デヴィッド・リー・ロスにフックアップされたことで、メタル界隈から外に向けても知名度が高まっていったビリー・シーン。その後、MR. BIGでの成功によってさらにその名前を広めることになりますが、そのビリーの原点がTALASというバンド。本作は名曲「Shy Boy」が収録された2ndアルバム『SINK YOUR TEETH INTO THAT』(1982年)から実に40年ぶりのスタジオアルバムとなります。
バンドは1986年、ビリーのDAVID LEE ROTH BAND入りを機に解散していますが、その後もビリー(B, Vo)、デイヴ・コンスタンティーノ(Vo, G)、ポール・ヴァルガ(Dr, Vo)の初期編成で何度か再結成ライブを行ってきました。しかし、本作の制作メンバーはそのトリオ編成ではなく、初のライブアルバム『LIVE SPEED ON ICE』(1984年)録音時のカルテット編成……ビリー、フィル・ナロ(Vo)、マーク・ミラー(Dr)、ミッチ・ペリー(G)が元になっています。
2017年夏にビリー、フィル、マーク、そしてミッチの代わりにキア・ナジョフスキ(G)を加えた布陣でTALASは再結成ライブを行いましたが、この4人で1985年頃に着手していた楽曲を正式にレコーディングして、第2期編成初のスタジオアルバムを完成させるのです。
当時制作してた楽曲をほぼそのまま、新たに味付けすることなくレコーディングした結果、そこで表現されているスタイルは“あの頃”のTALASそのもの。疾走感の強いハードロックチューンからソウルミュージックからの影響が強いポップロックなど、初期2作のスタジオ作にも通ずる作風はタイトルの『1985』に偽りなしの、40年という長い空白をまったく感じさせない良質なハードロック作品に仕上がっています。
実はボーカルのフィル、2020年に舌癌が発症し、残念ながら制作途中の2021年5月2日にこの世を去っています。しかし、幸いなことに亡くなる前にボーカルトラックはすべて録り終えており、あとはビリーを中心に作品としてまとめるだけにとどまりました。
アルバムには1985年当時の楽曲に加え、すでに『LIVE SPEED ON ICE』にライブバージョンで収録されていた「Inner Mounting」や「Crystal Clear」「Do You Feel Any Beter」もスタジオ再録。
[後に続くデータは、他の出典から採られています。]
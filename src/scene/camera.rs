use nalgebra as na;
use na::{Matrix4, Point3, Vector3};

/// Perspective projection with the fixed-function conventions: right-handed eye space looking
/// down -z, depth mapped to [-1, 1] in NDC. Field of view is vertical and in degrees.
pub fn perspective(fovy_degrees: f32, aspect: f32, near: f32, far: f32) -> Matrix4<f32> {
    return Matrix4::new_perspective(aspect, fovy_degrees.to_radians(), near, far);
}

/// Orthographic projection of the box `[left, right] x [bottom, top]` between the `near` and
/// `far` planes, distances measured along -z. Same matrix as `glOrtho`.
pub fn orthographic(left: f32, right: f32, bottom: f32, top: f32, near: f32, far: f32) -> Matrix4<f32> {
    return Matrix4::new_orthographic(left, right, bottom, top, near, far);
}

/// Pitch limit of the angle based cameras, keeps the view away from the up axis.
pub const MAX_PITCH_DEGREES: f32 = 89.0;
/// Closest an orbiting camera gets to its target.
pub const MIN_ORBIT_DISTANCE: f32 = 1.0;

/// Unit direction for yaw around +y (0 is +x, -90 is -z) and pitch above the xz plane.
fn direction(yaw_degrees: f32, pitch_degrees: f32) -> Vector3<f32> {
    let (yaw, pitch) = (yaw_degrees.to_radians(), pitch_degrees.to_radians());
    return Vector3::new(yaw.cos() * pitch.cos(), pitch.sin(), yaw.sin() * pitch.cos()).normalize();
}

/// View of a camera sitting on a sphere around `target`, looking at it.
/// Pitch is clamped to +-89 degrees, distance is at least 1.
pub fn orbit_view(target: Point3<f32>, yaw_degrees: f32, pitch_degrees: f32, distance: f32) -> Matrix4<f32> {
    let pitch = pitch_degrees.clamp(-MAX_PITCH_DEGREES, MAX_PITCH_DEGREES);
    let distance = distance.max(MIN_ORBIT_DISTANCE);
    let eye = target + direction(yaw_degrees, pitch) * distance;
    return look_at(eye, target, Vector3::y());
}

/// View of a free camera at `position` facing along yaw/pitch. Yaw -90 looks down -z.
pub fn first_person_view(position: Point3<f32>, yaw_degrees: f32, pitch_degrees: f32) -> Matrix4<f32> {
    let pitch = pitch_degrees.clamp(-MAX_PITCH_DEGREES, MAX_PITCH_DEGREES);
    let front = direction(yaw_degrees, pitch);
    return look_at(position, position + front, Vector3::y());
}

/// Plain translation, applied on the right of whatever is already bound.
pub fn translation(offset: Vector3<f32>) -> Matrix4<f32> {
    return Matrix4::new_translation(&offset);
}

/// View matrix of a camera at `eye` looking at `target`.
pub fn look_at(eye: Point3<f32>, target: Point3<f32>, up: Vector3<f32>) -> Matrix4<f32> {
    return Matrix4::look_at_rh(&eye, &target, &up);
}

/// Model matrix scaling and centering a bounding box into the [-1, 1] cube.
/// Empty or flat boxes fall back to a unit scale.
pub fn fit_unit_cube(min: Point3<f32>, max: Point3<f32>) -> Matrix4<f32> {
    let extent = (max - min).max();
    let scale = if extent > 0.0 && extent.is_finite() { 2.0 / extent } else { 1.0 };
    let center = na::center(&min, &max);
    return Matrix4::new_scaling(scale) * Matrix4::new_translation(&-center.coords);
}

#[cfg(test)]
mod tests {
    use super::*;
    use na::{point, vector};
    use crate::scene::util::{from_hom_point, to_hom_point};

    #[test]
    fn translation_moves_points_only() {
        let m = translation(vector![0.0, 0.0, -5.0]);
        assert_eq!(m * to_hom_point(vector![1.0, 2.0, 3.0]), vector![1.0, 2.0, -2.0, 1.0]);
        assert_eq!(m * vector![1.0, 2.0, 3.0, 0.0], vector![1.0, 2.0, 3.0, 0.0]);
    }

    #[test]
    fn perspective_maps_near_and_far_planes() {
        let p = perspective(45.0, 800.0 / 600.0, 0.1, 50.0);
        let near = from_hom_point(p * vector![0.0, 0.0, -0.1, 1.0]);
        let far = from_hom_point(p * vector![0.0, 0.0, -50.0, 1.0]);
        assert!((near.z + 1.0).abs() < 1e-4);
        assert!((far.z - 1.0).abs() < 1e-4);
    }

    #[test]
    fn perspective_fov_hits_the_top_edge() {
        let p = perspective(90.0, 1.0, 1.0, 10.0);
        // At distance 2 with a 90 degree fov the top edge is at y = 2.
        let edge = from_hom_point(p * vector![0.0, 2.0, -2.0, 1.0]);
        assert!((edge.y - 1.0).abs() < 1e-5);
    }

    #[test]
    fn look_at_puts_target_on_negative_z() {
        let view = look_at(point![0.0, 0.0, 5.0], point![0.0, 0.0, 0.0], Vector3::y());
        let target = view * vector![0.0, 0.0, 0.0, 1.0];
        assert!((target - vector![0.0, 0.0, -5.0, 1.0]).norm() < 1e-6);
    }

    fn assert_close(got: na::Vector4<f32>, expected: na::Vector4<f32>) {
        assert!((got - expected).norm() < 1e-5, "{:?} vs {:?}", got, expected);
    }

    #[test]
    fn orthographic_maps_box_corners() {
        // Same box as an 800x600 window with near -1 and far 1.
        let p = orthographic(0.0, 800.0, 0.0, 600.0, -1.0, 1.0);
        assert_close(p * vector![400.0, 300.0, 0.0, 1.0], vector![0.0, 0.0, 0.0, 1.0]);
        assert_close(p * vector![0.0, 0.0, 1.0, 1.0], vector![-1.0, -1.0, -1.0, 1.0]);
        assert_close(p * vector![800.0, 600.0, -1.0, 1.0], vector![1.0, 1.0, 1.0, 1.0]);
    }

    #[test]
    fn orbit_view_circles_the_target() {
        // Yaw 90 puts the eye on +z, yaw 0 on +x.
        let view = orbit_view(point![1.0, 2.0, 3.0], 90.0, 0.0, 5.0);
        assert_close(view * vector![1.0, 2.0, 3.0, 1.0], vector![0.0, 0.0, -5.0, 1.0]);
        assert_close(view * vector![1.0, 2.0, 8.0, 1.0], vector![0.0, 0.0, 0.0, 1.0]);

        let side = orbit_view(point![0.0, 0.0, 0.0], 0.0, 0.0, 2.0);
        assert_close(side * vector![2.0, 0.0, 0.0, 1.0], vector![0.0, 0.0, 0.0, 1.0]);
        // Looking down -x, +z is to the left.
        assert_close(side * vector![0.0, 0.0, 1.0, 1.0], vector![-1.0, 0.0, -2.0, 1.0]);
    }

    #[test]
    fn orbit_view_clamps_pitch_and_distance() {
        let target = point![0.0, 0.0, 0.0];
        assert_eq!(orbit_view(target, 30.0, 120.0, 4.0), orbit_view(target, 30.0, 89.0, 4.0));
        assert_eq!(orbit_view(target, 30.0, -95.0, 4.0), orbit_view(target, 30.0, -89.0, 4.0));

        let close = orbit_view(target, 90.0, 0.0, 0.25);
        assert_close(close * vector![0.0, 0.0, 0.0, 1.0], vector![0.0, 0.0, -1.0, 1.0]);
        assert_eq!(close, orbit_view(target, 90.0, 0.0, -3.0));
    }

    #[test]
    fn first_person_view_faces_yaw_and_pitch() {
        let eye = point![0.0, 0.0, 5.0];
        // Default camera: yaw -90 looks at the origin from z = 5.
        let forward = first_person_view(eye, -90.0, 0.0);
        assert_close(forward * vector![0.0, 0.0, 0.0, 1.0], vector![0.0, 0.0, -5.0, 1.0]);
        assert!((forward - look_at(eye, point![0.0, 0.0, 0.0], Vector3::y())).norm() < 1e-5);

        let east = first_person_view(eye, 0.0, 0.0);
        assert_close(east * vector![3.0, 0.0, 5.0, 1.0], vector![0.0, 0.0, -3.0, 1.0]);

        // Pitch 30 towards +x: a point one unit ahead and tan(30) up sits on the view axis.
        let up = first_person_view(point![0.0, 0.0, 0.0], 0.0, 30.0);
        let ahead = up * vector![1.0, 30.0f32.to_radians().tan(), 0.0, 1.0];
        assert!(ahead.x.abs() < 1e-5 && ahead.y.abs() < 1e-5 && ahead.z < 0.0, "{:?}", ahead);
    }

    #[test]
    fn fit_unit_cube_centers_and_scales() {
        let m = fit_unit_cube(point![2.0, 0.0, 0.0], point![6.0, 2.0, 1.0]);
        assert_eq!(from_hom_point(m * vector![2.0, 0.0, 0.0, 1.0]), vector![-1.0, -0.5, -0.25]);
        assert_eq!(from_hom_point(m * vector![6.0, 2.0, 1.0, 1.0]), vector![1.0, 0.5, 0.25]);
        let flat = fit_unit_cube(point![1.0, 1.0, 1.0], point![1.0, 1.0, 1.0]);
        assert_eq!(from_hom_point(flat * vector![1.0, 1.0, 1.0, 1.0]), vector![0.0, 0.0, 0.0]);
    }
}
加えて、本作のために新たにパワーポップテイストのミディアムチューン「Black & Blue」、フィル逝去後にビリーが録音したインスト「7lHd h」、日本盤のみのボーナストラックとしてニーナ・シモンのバージョンで知られる「Don't Let Me Be Misunderstood」(邦題「悲しき願い」)のカバーも加わり、TALASとしての集大成感が強い内容。レコーディングには先の4人のほか、第2期ギタリストのミッチ・ペリーもゲスト参加していることからも、その色合いがより強く感じられます。
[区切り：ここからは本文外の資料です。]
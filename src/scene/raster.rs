//! Fixed-function part of the pipeline sitting between the two stages.
//!
//! The rasterizer and the interpolator are traits so that a host can swap in its own
//! coverage rules or interpolation scheme, and so the stages can be driven with synthetic
//! fragments in tests.

use super::shader::VertexOutput;
use super::util::from_hom_point;

use na::{vector, Vector2, Vector3};
use nalgebra as na;

/// A covered pixel, produced by the rasterizer and handed to the shading stage.
#[derive(Debug, Clone, Copy, PartialEq)]
pub struct Fragment {
    pub coord: Vector2<u32>,   // Pixel in the target, (0, 0) is the bottom left.
    pub depth: f32,            // Window-space depth in [0, 1] for visible geometry.
    pub weights: Vector3<f32>, // Barycentric weights of the three vertices.
    pub color: Vector3<f32>,   // Interpolated vertex color.
}

/// Combines per-vertex colors of a primitive into the color at one pixel.
pub trait Interpolator {
    fn interpolate(&self, colors: &[Vector3<f32>; 3], weights: Vector3<f32>) -> Vector3<f32>;
}

/// Plain barycentric blend: `w0 * c0 + w1 * c1 + w2 * c2`.
#[derive(Debug, Default, Clone, Copy)]
pub struct LinearInterpolator;

impl Interpolator for LinearInterpolator {
    fn interpolate(&self, colors: &[Vector3<f32>; 3], weights: Vector3<f32>) -> Vector3<f32> {
        return vector![
            weights.x * colors[0].x + weights.y * colors[1].x + weights.z * colors[2].x,
            weights.x * colors[0].y + weights.y * colors[1].y + weights.z * colors[2].y,
            weights.x * colors[0].z + weights.y * colors[1].z + weights.z * colors[2].z
        ];
    }
}

/// Turns one transformed triangle into the fragments it covers.
pub trait Rasterizer {
    fn rasterize<I, F>(&self, triangle: &[VertexOutput; 3], interpolator: &I, emit: F)
    where
        I: Interpolator,
        F: FnMut(Fragment);
}

/// Bounding box scan with edge functions, sampling at pixel centers.
///
/// Triangles of either winding are filled. Nothing is clipped: a triangle with a vertex at or
/// behind the eye (`w <= 0`) is dropped whole, as is a zero-area one.
#[derive(Debug, Clone, Copy)]
pub struct EdgeFunctionRasterizer {
    pub width: u32,
    pub height: u32,
}

impl EdgeFunctionRasterizer {
    pub fn new(width: u32, height: u32) -> Self {
        return Self { width, height };
    }

    /// Perspective divide and viewport transform. x, y end up in pixels, z in [0, 1].
    fn to_window(&self, vertex: &VertexOutput) -> Option<Vector3<f32>> {
        // Also catches NaN.
        if !(vertex.clip_position.w > 0.0) {
            return None;
        }
        let ndc = from_hom_point(vertex.clip_position);
        return Some(vector![
            (ndc.x + 1.0) * 0.5 * self.width as f32,
            (ndc.y + 1.0) * 0.5 * self.height as f32,
            (ndc.z + 1.0) * 0.5
        ]);
    }
}

/// Twice the signed area of (a, b, p), positive when p is to the left of a -> b.
fn edge_function(a: Vector2<f32>, b: Vector2<f32>, p: Vector2<f32>) -> f32 {
    return (b.x - a.x) * (p.y - a.y) - (b.y - a.y) * (p.x - a.x);
}

impl Rasterizer for EdgeFunctionRasterizer {
    fn rasterize<I, F>(&self, triangle: &[VertexOutput; 3], interpolator: &I, mut emit: F)
    where
        I: Interpolator,
        F: FnMut(Fragment),
    {
        if self.width == 0 || self.height == 0 {
            return;
        }
        let mut window = [Vector3::<f32>::zeros(); 3];
        for i in 0..3 {
            match self.to_window(&triangle[i]) {
                Some(position) => window[i] = position,
                None => return,
            }
        }
        let (a, b, c) = (window[0].xy(), window[1].xy(), window[2].xy());
        let area = edge_function(a, b, c);
        if area == 0.0 || !area.is_finite() {
            return;
        }

        let min_x = a.x.min(b.x).min(c.x).floor().max(0.0) as u32;
        let min_y = a.y.min(b.y).min(c.y).floor().max(0.0) as u32;
        let max_x = a.x.max(b.x).max(c.x).ceil().min((self.width - 1) as f32) as u32;
        let max_y = a.y.max(b.y).max(c.y).ceil().min((self.height - 1) as f32) as u32;
        if min_x > max_x || min_y > max_y {
            return;
        }

        let colors = [triangle[0].color, triangle[1].color, triangle[2].color];
        let depths = vector![window[0].z, window[1].z, window[2].z];
        // @OPTI edge functions are affine in x and y, they could be stepped instead of recomputed.
        for y in min_y..=max_y {
            for x in min_x..=max_x {
                let p = vector![x as f32 + 0.5, y as f32 + 0.5];
                let w0 = edge_function(b, c, p) / area;
                let w1 = edge_function(c, a, p) / area;
                // Third weight follows from the other two.
                let w2 = 1.0 - w0 - w1;
                if w0 < 0.0 || w1 < 0.0 || w2 < 0.0 {
                    continue;
                }
                let weights = vector![w0, w1, w2];
                emit(Fragment {
                    coord: vector![x, y],
                    depth: weights.dot(&depths),
                    weights,
                    color: interpolator.interpolate(&colors, weights),
                });
            }
        }
    }
}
ビリーらしいインタープレイも随所に散りばめられていますが、なんといってもこのバンドらしい“モサい”B級感健在の楽曲群が非常に優れており(どんな表現だよ)、TALASに一度でも触れたことがあるリスナーなら納得の1枚ではないでしょうか。これを機に、ぜひ往年の作品もサブスクで解禁してもらいたいものです。